In spite of India being a hippy haven for decades, we still seem to think of all foreign nationals as moneybags. And lumping them together creates its own set of problems, like the one Lena faced after she turned down a selfie request from a person in Delhi. “Why not?” he demanded. “I have clicked photos with them [other white people] earlier. They didn’t say no.”

“Say I’m your wife,” Lena whispered to me. And I did. “Oh,” said the man, visibly embarrassed. “I didn’t mean to...”

Lena won the argument, patriarchy won the day.

In the aftermath of such encounters, we began to focus on the positives. Like how at a bus stop in Puducherry, a passer-by waited 20 minutes to make sure we found the right bus. Or when, in a remote village in Ooty, a resident hailed a passing truck and convinced the driver to drop us back to our hostel in time. That everyone smiled at us or, if they were staring and we smiled at them, they were happy to reciprocate. And children would follow that up with an enthusiastic “Hello, how are you?”

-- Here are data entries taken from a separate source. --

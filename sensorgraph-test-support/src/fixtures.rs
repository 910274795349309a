//! Point sets with hand-checked analysis results.
//!
//! Fixtures are plain coordinate pairs so every crate can convert them into
//! its own point type.

/// Corners of the unit square, ids 0..4 at (0,0), (0,1), (1,0), (1,1).
///
/// Radius 1.5 yields the complete graph on four vertices; radius 1.0 yields
/// the 4-cycle 0-2-3-1.
pub const UNIT_SQUARE: &[(f64, f64)] = &[(0.0, 0.0), (0.0, 1.0), (1.0, 0.0), (1.0, 1.0)];

/// Two unit triangles ten units apart. Radius 1.5 connects each triangle
/// internally and never across.
pub const TWO_TRIANGLES: &[(f64, f64)] = &[
    (0.0, 0.0),
    (1.0, 0.0),
    (0.5, 0.8),
    (10.0, 0.0),
    (11.0, 0.0),
    (10.5, 0.8),
];

/// `count` points along the x axis, `spacing` apart, starting at the origin.
///
/// # Examples
/// ```
/// use sensorgraph_test_support::fixtures::collinear;
///
/// assert_eq!(collinear(3, 0.5), vec![(0.0, 0.0), (0.5, 0.0), (1.0, 0.0)]);
/// ```
#[expect(
    clippy::float_arithmetic,
    reason = "positions are multiples of the spacing"
)]
#[must_use]
pub fn collinear(count: u32, spacing: f64) -> Vec<(f64, f64)> {
    (0..count).map(|i| (f64::from(i) * spacing, 0.0)).collect()
}
//! Builder utilities for configuring an analysis run.
//!
//! Collects the run parameters, resolves the adjacency radius and validates
//! everything before an [`Analysis`] is constructed.

use std::num::NonZeroUsize;

use crate::{
    Result,
    analysis::Analysis,
    backbone::{BackboneExtractor, DEFAULT_CLASS_LIMIT},
    coloring::{ConflictResolution, GreedyColorer},
    error::SensorGraphError,
    geometry::{AreaMode, radius_from_average_degree},
};

/// How densely the sensors are connected.
///
/// # Examples
/// ```
/// use sensorgraph_core::{AreaMode, Density};
///
/// let density = Density::AverageDegree(3.0);
/// let radius = density.radius(4, AreaMode::Disk).expect("density is valid");
/// assert!((radius - 1.0).abs() < f64::EPSILON);
/// ```
#[derive(Debug, Clone, Copy, PartialEq)]
pub enum Density {
    /// Connect sensors within this Euclidean distance.
    Radius(f64),
    /// Derive the radius expected to yield this average degree.
    AverageDegree(f64),
}

impl Density {
    /// Resolves the adjacency radius for `sensors` points over `area`.
    ///
    /// # Errors
    /// Returns [`SensorGraphError::InvalidRadius`] or
    /// [`SensorGraphError::InvalidAverageDegree`] when the value is negative
    /// or not finite.
    pub fn radius(self, sensors: usize, area: AreaMode) -> Result<f64> {
        match self {
            Self::Radius(radius) if radius.is_finite() && radius >= 0.0 => Ok(radius),
            Self::Radius(got) => Err(SensorGraphError::InvalidRadius { got }),
            Self::AverageDegree(degree) if degree.is_finite() && degree >= 0.0 => {
                Ok(radius_from_average_degree(degree, sensors, area))
            }
            Self::AverageDegree(got) => Err(SensorGraphError::InvalidAverageDegree { got }),
        }
    }
}

/// Configures and constructs [`Analysis`] instances.
///
/// # Examples
/// ```
/// use sensorgraph_core::{AnalysisBuilder, AreaMode, Density};
///
/// let analysis = AnalysisBuilder::new()
///     .with_vertices(200)
///     .with_area(AreaMode::Disk)
///     .with_density(Density::AverageDegree(8.0))
///     .with_seed(42)
///     .build()
///     .expect("builder configuration is valid");
/// assert_eq!(analysis.vertices().get(), 200);
/// assert_eq!(analysis.seed(), Some(42));
/// ```
#[derive(Debug, Clone)]
pub struct AnalysisBuilder {
    vertices: usize,
    area: AreaMode,
    density: Density,
    seed: Option<u64>,
    conflict_resolution: ConflictResolution,
    class_limit: usize,
    run_name: String,
}

impl Default for AnalysisBuilder {
    fn default() -> Self {
        Self {
            vertices: 1_000,
            area: AreaMode::Square,
            density: Density::AverageDegree(32.0),
            seed: None,
            conflict_resolution: ConflictResolution::default(),
            class_limit: DEFAULT_CLASS_LIMIT,
            run_name: "sensorgraph".to_owned(),
        }
    }
}

impl AnalysisBuilder {
    /// Creates a builder populated with default parameters: 1000 sensors in
    /// the unit square at an average degree of 32.
    ///
    /// # Examples
    /// ```
    /// use sensorgraph_core::{AnalysisBuilder, AreaMode, Density};
    ///
    /// let builder = AnalysisBuilder::new();
    /// assert_eq!(builder.vertices(), 1_000);
    /// assert_eq!(builder.area(), AreaMode::Square);
    /// assert_eq!(builder.density(), Density::AverageDegree(32.0));
    /// ```
    #[must_use]
    pub fn new() -> Self {
        Self::default()
    }

    /// Overrides the number of sensors to sample.
    #[must_use]
    pub const fn with_vertices(mut self, vertices: usize) -> Self {
        self.vertices = vertices;
        self
    }

    /// Returns the configured number of sensors.
    #[rustfmt::skip]
    #[must_use]
    pub const fn vertices(&self) -> usize { self.vertices }

    /// Selects the deployment area.
    #[must_use]
    pub const fn with_area(mut self, area: AreaMode) -> Self {
        self.area = area;
        self
    }

    /// Returns the configured deployment area.
    #[rustfmt::skip]
    #[must_use]
    pub const fn area(&self) -> AreaMode { self.area }

    /// Sets the connection density.
    #[must_use]
    pub const fn with_density(mut self, density: Density) -> Self {
        self.density = density;
        self
    }

    /// Returns the configured connection density.
    #[rustfmt::skip]
    #[must_use]
    pub const fn density(&self) -> Density { self.density }

    /// Fixes the sampling seed. Without one each run draws a fresh seed and
    /// records it in the report.
    #[must_use]
    pub const fn with_seed(mut self, seed: u64) -> Self {
        self.seed = Some(seed);
        self
    }

    /// Returns the configured seed, if any.
    #[rustfmt::skip]
    #[must_use]
    pub const fn seed(&self) -> Option<u64> { self.seed }

    /// Chooses the colouring conflict-resolution strategy.
    ///
    /// # Examples
    /// ```
    /// use sensorgraph_core::{AnalysisBuilder, ConflictResolution};
    ///
    /// let builder =
    ///     AnalysisBuilder::new().with_conflict_resolution(ConflictResolution::ForbiddenSet);
    /// assert_eq!(builder.conflict_resolution(), ConflictResolution::ForbiddenSet);
    /// ```
    #[must_use]
    pub const fn with_conflict_resolution(mut self, strategy: ConflictResolution) -> Self {
        self.conflict_resolution = strategy;
        self
    }

    /// Returns the configured conflict-resolution strategy.
    #[rustfmt::skip]
    #[must_use]
    pub const fn conflict_resolution(&self) -> ConflictResolution { self.conflict_resolution }

    /// Sets how many of the largest colour classes are paired for backbones.
    #[must_use]
    pub const fn with_class_limit(mut self, class_limit: usize) -> Self {
        self.class_limit = class_limit;
        self
    }

    /// Returns the configured class limit.
    #[rustfmt::skip]
    #[must_use]
    pub const fn class_limit(&self) -> usize { self.class_limit }

    /// Labels the run in logs and reports.
    #[must_use]
    pub fn with_run_name(mut self, name: impl Into<String>) -> Self {
        self.run_name = name.into();
        self
    }

    /// Returns the configured run label.
    #[rustfmt::skip]
    #[must_use]
    pub fn run_name(&self) -> &str { &self.run_name }

    /// Validates the configuration and constructs an [`Analysis`].
    ///
    /// # Errors
    /// Returns [`SensorGraphError::InvalidVertexCount`] for zero sensors and
    /// the errors of [`Density::radius`] for an invalid density.
    pub fn build(self) -> Result<Analysis> {
        let vertices = NonZeroUsize::new(self.vertices).ok_or(
            SensorGraphError::InvalidVertexCount { got: self.vertices },
        )?;
        let radius = self.density.radius(vertices.get(), self.area)?;

        Ok(Analysis::new(
            vertices,
            self.area,
            radius,
            self.seed,
            GreedyColorer::new(self.conflict_resolution),
            BackboneExtractor::new().with_class_limit(self.class_limit),
            self.run_name,
        ))
    }
}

By the end of the month, as I drove my friends to the airport in Mumbai, both Stefan and Lena assured me it had been one of their best trips. Incidentally, we crossed a tour operator’s office en route. “Atithi devo bhava,” it said on the door. And I wondered if I should translate it for them. The promise had been well kept – everywhere they went, they were treated like demigods. But perhaps, I’ll tell them about it when we reconsider our notions of hospitality, when we treat them not as gods but as one of us.